Oggi no. Oggi è diverso. Tra i miei amici, tra le persone che frequento, l’allarme è generale, la depressione è palpabile. Non si tratta più di voci sparse, ma di un’intera comunità che soffre. E poi i toni. Anche quelli mi colpiscono. Sono toni che non si addicono a una conduzione serena, equilibrata. Si butta benzina sul fuoco anziché cercare un punto d’incontro. lo spero ancora che una via d’uscita possa essere trovata, anche se devo essere one-sto: la situazione mi sembra talmente degenerata che faccio fatica a vedere uno spiraglio. Eppure è proprio in momenti come questo che servirebbe il gesto opposto, quello dell’ascolto. Forse vale la pena raccontare anche da dove arrivo. Ho 73 anni, sono abbonato alla Lazio da quando ne avevo 11 o 12 quindi da più di sessant’anni.
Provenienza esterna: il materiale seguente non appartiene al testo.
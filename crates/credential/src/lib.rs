//! Tenant credential model, dual-storage backends, and the front-end
//! cache that sits in front of them.

pub mod cache;
pub mod record;
pub mod store;

pub use cache::{CacheConfig, CacheStats, CredentialCache};
pub use record::{
    Bucket, CredentialRecord, CredentialStats, HeuristicEstimator, RequestShape,
    RollingWindowCache, TokenEstimator, UsageWindow,
};
pub use store::CredentialStore;
pub use store::file::FileStore;
pub use store::sql::SqlStore;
Le prime partite che ricordo risalgono agli anni Cinquanta, intorno al ’57-’58. Da allora le partite in casa non le ho praticamente mai saltate: una ogni dieci anni, ricordo uno che non ho potuto vedere, fu un pareggio firmato da Ruben Sosa, e da lì può capire da quanto vivo questa squadra. Eppure, proprio in occasione dell’ultimo derby, ho aderito alla protesta. È una cosa che, per il mio modo di ragionare, considero gravissima.
Prosegue
Non sono andato allo stadio, né io né mio figlio, e nemmeno il mio piccolo nipote di cinque anni, al quale quest’anno avevo regalato l’abbonamento da Aquilotto. Se uno come me, abbonato da una vita, sceglie al rinunciare al derby, vuol dire che e arrivato davvero a un limite. In futuro, se non ci sarà un’inversione di rotta accompagnata dall’arrivo di nuove forze, continueremo con grandissimo dispiacere a non andare più allo stadio. E allora, se avessi davanti il presidente Lotito, gli direi le stesse cose che gli ha già detto Luigi Bisignani nella sua lettera. Gli direi di rendersi conto, finalmente, che la frattura ha raggiunto dimensioni difficilmente sanabili. Non parlo necessariamente di una cessione del club, parlo di un cambio di rotta vero: mettere basi nuove, aprire una stagione diversa per tutti, soprattutto utilizzando toni profondamente differenti da quelli sentiti in questi mesi. Continuare a fare la guerra a tutti porterà solo macerie. Sono scettico, lo ammetto, sul fatto che si possa uscirne in tempi brevi. Ma credo che il calcio sia cambiato in modo radicale. Oggi i grandi club appartengono quasi tutti a fondi o a grandi società. Le conduzioni familiari, in Italia, sono ormai un’eccezione. E giusto o sbagliato, non lo so, ma è la realtà. Il calcio di oggi richiede capitali importanti, che una sola persona difficilmente può sostenere. Oltre a questo, conta la forma. La forma conta molto. E in queste settimane, troppo spesso, è stata dimenticata.